IN: Merchandise Trade Balance


Thu Jun 15 08:05:00 CDT 2017

Actual Previous
Balance $-13.84B $-13.25B
Exports Y/Y 8.32% 19.77%
Imports Y/Y 33.09% 49.07%

Highlights
India's merchandise trade deficit widened from $13.25 billion in April to $13.84 billion in May. This is the biggest deficit since late 2014 and is also much wider than the deficit of $6.27 billion recorded in May 2016.

Exports grew 8.32 percent on the year in May, down from an increase of 19.77 percent in April. Meanwhile, year-on-year growth in imports slowed from 49.07 percent in April to 33.09 percent in May. The fall in headline imports growth was mainly driven by weaker growth in non-oil imports, down from 54.50 percent to 34.03 percent, with growth in oil imports down only slightly from 30.12 percent to 29.54 percent.
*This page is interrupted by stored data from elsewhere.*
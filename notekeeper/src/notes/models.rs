//! Note data models.

use crate::auth::UserId;
use chrono::{DateTime, Utc};
use serde::{Deserialize, Serialize};

/// Note ID type
pub type NoteId = i64;

/// Note model
#[derive(Debug, Clone, PartialEq, Eq, Serialize, Deserialize)]
pub struct Note {
    pub id: NoteId,
    pub title: String,
    pub user_id: UserId,
    pub created_at: DateTime<Utc>,
    pub updated_at: DateTime<Utc>,
}

/// Create note request
#[derive(Debug, Clone, Serialize, Deserialize)]
pub struct CreateNoteRequest {
    pub title: String,
}

/// A validated note ready to be stored
#[derive(Debug, Clone, PartialEq, Eq)]
pub struct NewNote {
    pub title: String,
    pub user_id: UserId,
}
//! Owner-scoped notes.
//!
//! Every operation takes the owning user's id; a note is never visible to,
//! or deletable by, anyone else.
//!
//! ## Example
//!
//! ```no_run
//! use notekeeper::db::MemoryNoteRepository;
//! use notekeeper::notes::{CreateNoteRequest, NoteManager};
//! use std::sync::Arc;
//!
//! #[tokio::main]
//! async fn main() -> Result<(), Box<dyn std::error::Error>> {
//!     let notes = NoteManager::new(Arc::new(MemoryNoteRepository::new()));
//!
//!     let note = notes
//!         .create(1, CreateNoteRequest { title: "Buy milk".to_string() })
//!         .await?;
//!     println!("Created note {}", note.id);
//!
//!     for note in notes.list(1).await? {
//!         println!("{}: {}", note.id, note.title);
//!     }
//!
//!     notes.delete(1, &note.id.to_string()).await?;
//!     Ok(())
//! }
//! ```

pub mod errors;
pub mod manager;
pub mod models;

pub use errors::{NoteError, NoteResult};
pub use manager::NoteManager;
pub use models::{CreateNoteRequest, NewNote, Note, NoteId};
Seperate data also released today showed services trade data for April. Services exports fell 8.99 percent on the year in April while services imports fell 12.64 percent. This resulted in a services trade surplus of $5.68 billion, down from a surplus of $5.91 billion in March.

Definition
The merchandise trade balance measures the difference between imports and exports of goods. The level of the international trade balance, as well as changes in exports and imports, indicate trends in foreign trade and can offer a guide to an economy's competitiveness. Alongside the merchandise data, exports and imports of services are also provided. The statistics, which are not seasonally adjusted, are reported in both local currency and U.S. dollars, the latter being the main market focus.

Description
Changes in the level of imports and exports, along with the difference between the two (the trade balance) are a valuable gauge of economic trends here and abroad. While these trade figures can directly impact all financial markets, they primarily affect currency values in foreign exchange markets.
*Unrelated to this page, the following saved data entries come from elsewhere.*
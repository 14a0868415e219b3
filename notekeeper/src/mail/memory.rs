//! Transports that never touch the network.

use super::{MailError, MailResult, MailTransport, OutgoingMail};
use async_trait::async_trait;
use tokio::sync::Mutex;

/// Writes messages to the log instead of sending them
///
/// Only the envelope is logged at `info`. Bodies carry passcodes, so they
/// appear at `debug` and need `RUST_LOG=notekeeper=debug` to be seen.
#[derive(Debug, Clone, Copy, Default)]
pub struct LogMailer;

impl LogMailer {
    fn envelope(mail: &OutgoingMail) -> String {
        format!("Mail to {} [{}]", mail.to, mail.subject)
    }
}

#[async_trait]
impl MailTransport for LogMailer {
    async fn send(&self, mail: OutgoingMail) -> MailResult<()> {
        log::info!("{} (body logged at debug)", LogMailer::envelope(&mail));
        log::debug!("{}: {}", LogMailer::envelope(&mail), mail.text);
        Ok(())
    }
}

/// Records every message; optionally fails every send
#[derive(Debug, Default)]
pub struct MemoryMailer {
    sent: Mutex<Vec<OutgoingMail>>,
    fail: bool,
}

impl MemoryMailer {
    pub fn new() -> Self {
        Self::default()
    }

    /// A mailer whose every send fails
    pub fn failing() -> Self {
        Self {
            sent: Mutex::new(Vec::new()),
            fail: true,
        }
    }

    /// Messages accepted so far
    pub async fn sent(&self) -> Vec<OutgoingMail> {
        self.sent.lock().await.clone()
    }

    /// Most recent message to `to`
    pub async fn last_to(&self, to: &str) -> Option<OutgoingMail> {
        self.sent
            .lock()
            .await
            .iter()
            .rev()
            .find(|mail| mail.to == to)
            .cloned()
    }
}

#[async_trait]
impl MailTransport for MemoryMailer {
    async fn send(&self, mail: OutgoingMail) -> MailResult<()> {
        if self.fail {
            return Err(MailError::Smtp("connection refused".to_string()));
        }
        self.sent.lock().await.push(mail);
        Ok(())
    }
}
Imports indicate demand for foreign goods and services in India. Exports show the demand for Indian goods in countries overseas. The rupee can be particularly sensitive to changes in the trade deficit run by India, since the trade imbalance creates greater demand for foreign currencies. The bond market is also sensitive to the risk of importing inflation. Data are reported in US dollars and Indian rupees.